Ghana Web
April 23 2015

Akwasi Osei

Akwasi Osei – Ghana’s Chief Psychiatrist

The chief psychiatrist of the Ghana Health Service has suggested to President John Mahama to undergo psychological checkup due to the stress he is going through as a result of the energy crisis among other issues.

According to Dr. Akwasi Osei, his suggestion does not mean Mahama has a mental disorder, but it will be prudent for the First Gentleman to embark on such an exercise, considering his busy schedule.

“It’s very crucial for the whole country, the government is the executive of the country and the government is made up of people and for every single individual, your mind is the chief executive of your body. Therefore it means the mind of the President is the chief executive of not only his own body but the whole country and that becomes doubly crucial,” Dr. Osei told Kumasi-based Ultimate FM.

“I have no reason to think that he [Mahama] is in a state that requires a checkup per say, but is a general principle that we are giving… the presidency is a lot of stress and you’ll need to de-stress and this is a measure that will help him to de-stress,” the acting Chief Executive of the Mental Health Authority (MHA) told host Prince Minkah.

“Would you want the president to take advantage of it [mental screening]?” Minkah asked.
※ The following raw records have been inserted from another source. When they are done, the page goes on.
//! Provider trait definition

use async_trait::async_trait;
use futures::Stream;
use std::pin::Pin;

use crate::types::{ChatMessage, StreamChunk, Tool};
use super::error::ProviderResult;

/// Model configuration for provider requests
#[derive(Debug, Clone)]
pub struct ProviderModelConfig {
    /// Model identifier as used by the provider's API
    pub model: String,
    /// API key for authentication
    pub api_key: Option<String>,
    /// Custom API base URL
    pub api_base: Option<String>,
}

impl ProviderModelConfig {
    /// Create a new model config
    pub fn new(model: impl Into<String>) -> Self {
        Self {
            model: model.into(),
            api_key: None,
            api_base: None,
        }
    }

    /// Set the API key
    pub fn with_api_key(mut self, key: impl Into<String>) -> Self {
        self.api_key = Some(key.into());
        self
    }

    /// Set the API base URL
    pub fn with_api_base(mut self, base: impl Into<String>) -> Self {
        self.api_base = Some(base.into());
        self
    }
}

/// Options for streaming chat requests
#[derive(Debug, Clone, Default)]
pub struct StreamChatOptions {
    /// System prompt sent ahead of the messages
    pub system: Option<String>,
    /// Temperature for response generation (0.0 - 2.0)
    pub temperature: Option<f32>,
    /// Maximum tokens to generate
    pub max_tokens: Option<u32>,
    /// Tools available for the model to use
    pub tools: Option<Vec<Tool>>,
}

impl StreamChatOptions {
    /// Create new options with defaults
    pub fn new() -> Self {
        Self::default()
    }

    /// Set the system prompt
    pub fn with_system(mut self, system: impl Into<String>) -> Self {
        self.system = Some(system.into());
        self
    }

    /// Set temperature
    pub fn with_temperature(mut self, temp: f32) -> Self {
        self.temperature = Some(temp);
        self
    }

    /// Set max tokens
    pub fn with_max_tokens(mut self, tokens: u32) -> Self {
        self.max_tokens = Some(tokens);
        self
    }

    /// Set tools; an empty list sends none
    pub fn with_tools(mut self, tools: Vec<Tool>) -> Self {
        self.tools = if tools.is_empty() { None } else { Some(tools) };
        self
    }
}

/// Type alias for the streaming response
pub type StreamResponse = Pin<Box<dyn Stream<Item = ProviderResult<StreamChunk>> + Send>>;

/// LLM gateway
///
/// Text increments arrive as `StreamChunk::Text`; complete tool calls
/// arrive as `StreamChunk::ToolCall` once the model has finished them.
#[async_trait]
pub trait Provider: Send + Sync {
    /// Get the provider name (e.g., "openai", "anthropic")
    fn name(&self) -> &str;

    /// Stream a chat completion
    async fn stream_chat(
        &self,
        messages: Vec<ChatMessage>,
        model: ProviderModelConfig,
        options: StreamChatOptions,
    ) -> ProviderResult<StreamResponse>;
}
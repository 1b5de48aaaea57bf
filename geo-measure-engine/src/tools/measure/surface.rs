//! Collaborator contracts a map surface supplies to the capture controller.

use bevy::math::Vec2;

use super::error::SurfaceError;
use super::record::MeasurementKind;
use crate::geo::GeoPoint;

/// Resolves a screen position (window pixels) to a world coordinate.
pub trait PickResolver {
    /// `Ok(None)` means the position is outside the navigable surface; that
    /// is a normal condition, not an error.
    fn resolve_ground_point(&mut self, screen: Vec2) -> Result<Option<GeoPoint>, SurfaceError>;
}

/// Identifies one live shape registered with a [`ShapeRenderer`].
#[derive(Debug, Clone, Copy, PartialEq, Eq, Hash)]
pub struct ShapeHandle(pub u32);

/// Draws the in-progress shape while the user is picking points.
pub trait ShapeRenderer {
    /// Start drawing a shape bound to `points`.
    fn render_live_shape(
        &mut self,
        kind: MeasurementKind,
        points: &[GeoPoint],
    ) -> Result<ShapeHandle, SurfaceError>;

    /// Replace the point sequence of a live shape after the accumulator changed.
    fn refresh(&mut self, handle: ShapeHandle, points: &[GeoPoint]) -> Result<(), SurfaceError>;

    /// Release a live shape and every marker it drew.
    fn dispose(&mut self, handle: ShapeHandle) -> Result<(), SurfaceError>;
}

/// A pickable surface that also knows how to measure on itself.
pub trait MeasureSurface: PickResolver {
    fn name(&self) -> &'static str;

    fn supports(&self, kind: MeasurementKind) -> bool;

    /// Raw metric of confirmed vertices: metres for distance, square metres
    /// for area.
    fn metric(&self, kind: MeasurementKind, vertices: &[GeoPoint]) -> Result<f64, SurfaceError>;
}
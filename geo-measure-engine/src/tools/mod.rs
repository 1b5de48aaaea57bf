//! Interactive measurement tools.
//!
//! Provides distance and area measurement on the 2-D map and the 3-D globe,
//! with unified tool manager coordination and RPC integration for frontend
//! control.
//!
//! ## Tool Manager Architecture
//!
//! The `ToolManager` resource tracks the tool armed on the visible surface:
//! - Only one tool can be active at a time, on one surface
//! - Tools are activated via keyboard shortcuts (native) or RPC events (WASM)
//! - Deactivation discards any shape in progress and notifies the frontend
//!
//! ### Tool Activation Flow
//!
//! ```text
//! Keyboard/RPC Input
//!   └─> ToolSelectionEvent
//!       └─> handle_tool_selection_events()
//!           ├─> Disarm hidden surfaces
//!           ├─> Re-arm the visible surface's controller
//!           └─> Send RPC notification to frontend
//! ```
//!
//! ## Available Tools
//!
//! ### Distance (`ToolState::Distance`)
//! - **Activation**: `M` key (native) or `tool_selection` RPC with `"distance"`
//! - **Map**: great-circle length along the picked vertices
//! - **Globe**: straight-line length through earth-centred space
//!
//! ### Area (`ToolState::Area`)
//! - **Activation**: `N` key (native) or `tool_selection` RPC with `"area"`
//! - **Map only**: spherical area of the closed ring; the globe rejects it
//!
//! `Escape` (native) or `clear_tool` RPC puts the tool away; `V` toggles the
//! view.

/// Measurement capture controller, records and their Bevy systems.
pub mod measure;

/// Unified tool manager coordinating exclusive tool activation and state.
///
/// Handles tool selection events from keyboard shortcuts and RPC with frontend notifications.
pub mod tool_manager;
//! Measurement capture state machine.
//!
//! One controller lives on each map surface. It turns the raw sequence of
//! pick, pointer-move and finish signals into at most one [`Measurement`] per
//! activation, using the surface's [`PickResolver`] to locate points and a
//! [`ShapeRenderer`] to draw the shape while it is being picked.
//!
//! ```text
//! Idle ──arm──> Armed ──pick(hit)──> Drawing ──finish──> Idle (+ Measurement)
//!   ^             │                    │  ^
//!   └──deactivate─┴────────────────────┘  └── pick / move (hit) ──┘
//! ```
//!
//! Picks or moves that miss the surface never change state. A finish signal
//! with fewer confirmed vertices than the tool needs is ignored and the shape
//! keeps drawing.

use bevy::log::{debug, error, info, warn};
use bevy::math::Vec2;
use bevy::prelude::Component;

use super::error::MeasureError;
use super::record::{Measurement, MeasurementKind, ScaledValue};
use super::shape::ActiveShape;
use super::surface::{MeasureSurface, ShapeHandle, ShapeRenderer};
use crate::geo::GeoPoint;
use crate::tools::tool_manager::ToolState;

#[derive(Debug, Clone, Copy, PartialEq, Eq, Default)]
pub enum CapturePhase {
    #[default]
    Idle,
    Armed,
    Drawing,
}

/// Input signals the controller reacts to. Screen positions are window
/// pixels.
#[derive(Debug, Clone, Copy, PartialEq)]
pub enum CaptureInput {
    Pick(Vec2),
    Move(Vec2),
    Finish,
}

/// Result of feeding one input to the controller.
#[derive(Debug, Clone, PartialEq)]
pub enum CaptureOutcome {
    /// Nothing changed: no tool, a miss, or a premature finish.
    Ignored,
    /// The first vertex was confirmed.
    Started(GeoPoint),
    /// A vertex was confirmed or the floating vertex moved.
    Updated,
    /// The shape completed. The receiver owns the record.
    Finished(Measurement),
}

#[derive(Component, Debug, Default)]
pub struct MeasureController {
    tool: ToolState,
    phase: CapturePhase,
    shape: Option<ActiveShape>,
    live_shape: Option<ShapeHandle>,
}
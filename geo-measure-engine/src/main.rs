use geo_measure_engine::engine::core::app_setup::create_app;

fn main() {
    let mut app = create_app();

    #[cfg(target_arch = "wasm32")]
    {
        wasm_bindgen_futures::spawn_local(async move {
            app.run();
        });
    }

    #[cfg(not(target_arch = "wasm32"))]
    {
        app.run();
    }
}
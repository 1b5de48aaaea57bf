//! Core application setup and state management.
//!
//! Handles application lifecycle, window configuration, runtime configuration
//! loading and plugin initialisation for both native and WASM targets.

/// Application setup and plugin configuration for the Bevy engine.
///
/// Creates the main app with both map surfaces, the measurement tools and the
/// RPC bridge.
pub mod app_setup;

/// Application state machine: loading the configuration, then running.
pub mod app_state;

/// Runtime configuration asset (`measure_config.json`) and its loader.
pub mod config;

/// Platform-specific window configuration for native and WASM builds.
///
/// Configures canvas integration for web targets and vsync settings.
pub mod window_config;
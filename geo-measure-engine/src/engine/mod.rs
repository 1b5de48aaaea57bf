pub mod camera;
pub mod core;
pub mod scene;
pub mod surface;
pub mod systems;
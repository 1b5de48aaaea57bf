/// Distances at or above this many metres are reported in kilometres.
pub const METERS_PER_KILOMETER: f64 = 1_000.0;

/// Areas at or above this many square metres are reported in hectares.
pub const SQUARE_METERS_PER_HECTARE: f64 = 10_000.0;

/// Confirmed vertices needed before a distance shape can finish.
pub const MIN_DISTANCE_VERTICES: usize = 2;

/// Confirmed vertices needed before an area ring can finish.
pub const MIN_AREA_VERTICES: usize = 3;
“It will certainly be important,” Dr. Osei retorted.

He is also of the view that every public officer must undergo mental screening at least once a year.

“My counsel will be that… just as I would encourage them to have regular, clinical or health checkup so, in the same way, they should include psychological checkup in the health checkup. That is very crucial,” Dr. Osei insisted.

He added: “I’m not saying that go and check your heart alone, go and check your kidney and therefore go and check your mind alone, the holistic checkup should include psychological and it should be quite regular. May be the higher you are, the more frequent it should be.”

A study conducted in 2009 showed that 41 percent of Ghanaians had psychological distress. 19 percent representing about 4.75 million of the 25 million population of the distress was moderate to severe; but enough to be considered mental disorder.